Application Metrics: 2/8 Applications Funded
Principal Investigator: Dr. Joan Wither
Institution: University Health Network
Project Title: Using CyTOF to dissect the interplay between Type I interferon and autoantibody production in Systemic Lupus Erythematosus
Funding Received: $35,000 Awarded
Project Lay Summary: In SLE antibodies are mistakenly produced against molecules that are part of the body, such as DNA and other proteins found in the nuclei of cells. These anti-nuclear antibodies (ANAs) deposit in the organs where the cause inflammation resulting in damage. SLE follows an unpredictable course, with the majority of patients undergoing remission and exacerbation. Currently, the immune mechanisms that distinguish periods of disease activity from inactivity are unknown, however the correlation between disease activity and levels of ANA as well as antibody secreting cells suggests that flares result from increased antibody production. Recently a novel B cell population, called ABCs, was identified that represent activated B cells that are poised to become antibody secreting cells. Using a mouse model of lupus we showed that administration of interferon, at levels similar to those seen in human lupus, was sufficient to promote development of ABCs.
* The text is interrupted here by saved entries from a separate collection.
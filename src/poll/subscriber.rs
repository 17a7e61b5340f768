//! Subscriber capability and failure type.

use std::any::Any;

use thiserror::Error;

/// A listener that receives delivered payloads of shape `P`.
///
/// The engine instantiates `P` as either a single
/// [`Notification`](crate::notification::Notification) or a whole
/// [`NotificationBatch`](crate::notification::NotificationBatch),
/// selected by which service variant is constructed.
///
/// # Delivery contract
///
/// `receive` is called synchronously, in registration order, once per
/// polling iteration. Subscribers are expected to process quickly; a
/// slow subscriber delays delivery to subsequent subscribers and
/// delays the next fetch. A subscriber that needs asynchronous or
/// long-running handling should hand the payload off to its own task.
///
/// Returning an error aborts delivery to the remaining subscribers of
/// that iteration and terminates the subscription - the engine
/// deliberately does not isolate subscriber failures.
///
/// The `Any` supertrait allows callers to retrieve subscribers of one
/// concrete kind from a heterogeneous registry; see
/// [`PollService::subscribers_of`](crate::poll::PollService::subscribers_of).
pub trait Subscriber<P>: Any + Send + Sync {
    /// Handles one delivered payload.
    ///
    /// # Errors
    ///
    /// Returns [`SubscriberError`] to reject the payload and terminate
    /// the subscription.
    fn receive(&self, payload: &P) -> Result<(), SubscriberError>;
}

/// Error raised by a subscriber while handling a delivered payload.
///
/// Wraps whatever failure the subscriber produced; the engine
/// propagates it to the launcher of the polling task unchanged.
#[derive(Debug, Error)]
#[error("{source}")]
pub struct SubscriberError {
    #[from]
    source: Box<dyn std::error::Error + Send + Sync>,
}

impl SubscriberError {
    /// Wraps an underlying error.
    #[must_use]
    pub fn new(source: impl Into<Box<dyn std::error::Error + Send + Sync>>) -> Self {
        Self {
            source: source.into(),
        }
    }

    /// Creates an error from a plain message.
    #[must_use]
    pub fn msg(message: impl Into<String>) -> Self {
        Self::new(message.into())
    }
}

#[cfg(test)]
mod tests {
    use super::*;

    #[test]
    fn msg_displays_verbatim() {
        let error = SubscriberError::msg("queue full");
        assert_eq!(error.to_string(), "queue full");
    }

    #[test]
    fn new_wraps_underlying_error() {
        let inner = std::io::Error::new(std::io::ErrorKind::BrokenPipe, "pipe closed");
        let error = SubscriberError::new(inner);
        assert!(error.to_string().contains("pipe closed"));
    }
}
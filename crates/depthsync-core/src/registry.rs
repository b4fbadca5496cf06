//! Static description of the streams a depth camera can deliver.

use crate::types::{
    ACCEL, COLOR, DEPTH, Encoding, FISHEYE, FISHEYE1, FISHEYE2, Format, GYRO, INFRA1, INFRA2,
    StreamKey,
};

/// Per-stream metadata known before any device is opened.
#[derive(Debug, Clone, Copy, PartialEq, Eq)]
pub struct StreamDescriptor {
    /// Short name used to build topic names, e.g. `infra1`.
    pub name: &'static str,
    /// Format requested from the device.
    pub format: Format,
    /// Encoding of the published image.
    pub encoding: Encoding,
    /// Bytes per pixel of the published image.
    pub unit_step_size: u32,
    /// Encoding of depth aligned to this stream, if alignment targets it.
    pub aligned_encoding: Option<Encoding>,
    /// Whether the stream is delivered rectified by the device.
    pub rectified: bool,
}

const fn image(name: &'static str, format: Format, encoding: Encoding, step: u32) -> StreamDescriptor {
    StreamDescriptor {
        name,
        format,
        encoding,
        unit_step_size: step,
        aligned_encoding: Some(Encoding::Mono16),
        rectified: false,
    }
}

const fn motion(name: &'static str) -> StreamDescriptor {
    StreamDescriptor {
        name,
        format: Format::MotionXyz32f,
        encoding: Encoding::Mono8,
        unit_step_size: 1,
        aligned_encoding: None,
        rectified: false,
    }
}

/// Looks up the descriptor of a supported stream.
pub fn describe(key: StreamKey) -> Option<StreamDescriptor> {
    let desc = match key {
        DEPTH => StreamDescriptor {
            rectified: true,
            ..image("depth", Format::Z16, Encoding::Mono16, 2)
        },
        INFRA1 => StreamDescriptor {
            rectified: true,
            ..image("infra1", Format::Y8, Encoding::Mono8, 1)
        },
        INFRA2 => StreamDescriptor {
            rectified: true,
            ..image("infra2", Format::Y8, Encoding::Mono8, 1)
        },
        COLOR => image("color", Format::Rgb8, Encoding::Rgb8, 3),
        FISHEYE => image("fisheye", Format::Raw8, Encoding::Mono8, 1),
        FISHEYE1 => image("fisheye1", Format::Raw8, Encoding::Mono8, 1),
        FISHEYE2 => image("fisheye2", Format::Raw8, Encoding::Mono8, 1),
        GYRO => motion("gyro"),
        ACCEL => motion("accel"),
        _ => return None,
    };
    Some(desc)
}

/// Maps a sensor module name reported by the device to the streams it
/// provides. Returns `None` for modules this crate does not know.
pub fn module_streams(module_name: &str) -> Option<&'static [StreamKey]> {
    const STEREO: &[StreamKey] = &[DEPTH, INFRA1, INFRA2];
    const CODED_LIGHT: &[StreamKey] = &[DEPTH, INFRA1];
    const RGB: &[StreamKey] = &[COLOR];
    const WIDE_FOV: &[StreamKey] = &[FISHEYE];
    const MOTION: &[StreamKey] = &[GYRO, ACCEL];

    match module_name {
        "Stereo Module" => Some(STEREO),
        "Coded-Light Depth Sensor" => Some(CODED_LIGHT),
        "RGB Camera" => Some(RGB),
        "Wide FOV Camera" => Some(WIDE_FOV),
        "Motion Module" => Some(MOTION),
        _ => None,
    }
}

/// Topic carrying the raw images of a stream.
pub fn image_topic(desc: &StreamDescriptor) -> String {
    if desc.rectified {
        format!("{}/image_rect_raw", desc.name)
    } else {
        format!("{}/image_raw", desc.name)
    }
}

#[cfg(test)]
mod tests {
    use super::*;
    use crate::types::{IMAGE_STREAMS, StreamKind};

    #[test]
    fn test_every_image_stream_is_described() {
        for key in IMAGE_STREAMS {
            let desc = describe(key).unwrap();
            assert_eq!(desc.aligned_encoding, Some(Encoding::Mono16));
            assert_eq!(desc.format.bytes_per_pixel() as u32, desc.unit_step_size);
        }
    }

    #[test]
    fn test_unknown_stream_has_no_descriptor() {
        assert!(describe(StreamKey::new(StreamKind::Infrared, 3)).is_none());
        assert!(describe(StreamKey::new(StreamKind::Any, 0)).is_none());
    }

    #[test]
    fn test_module_streams() {
        assert_eq!(module_streams("Stereo Module").unwrap(), &[DEPTH, INFRA1, INFRA2]);
        assert_eq!(module_streams("Motion Module").unwrap(), &[GYRO, ACCEL]);
        assert!(module_streams("Tracking Module").is_none());
    }

    #[test]
    fn test_image_topic() {
        assert_eq!(image_topic(&describe(DEPTH).unwrap()), "depth/image_rect_raw");
        assert_eq!(image_topic(&describe(COLOR).unwrap()), "color/image_raw");
    }
}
This led us to wonder whether one of the reasons that SLE patients with high levels of interferon have more severe disease is that interferon changes the function of their B cells making them more prone to become ABCs and consequently more likely to develop into antibody secreting cells. To address this question we plan to use a state-of-the art experimental technique, CyTOF, to examine the B cells in active and inactive SLE patients to determine whether they have been exposed to interferon and whether it has altered their function. If so, our experiments would support the use of interferon targeted therapies for flare prevention.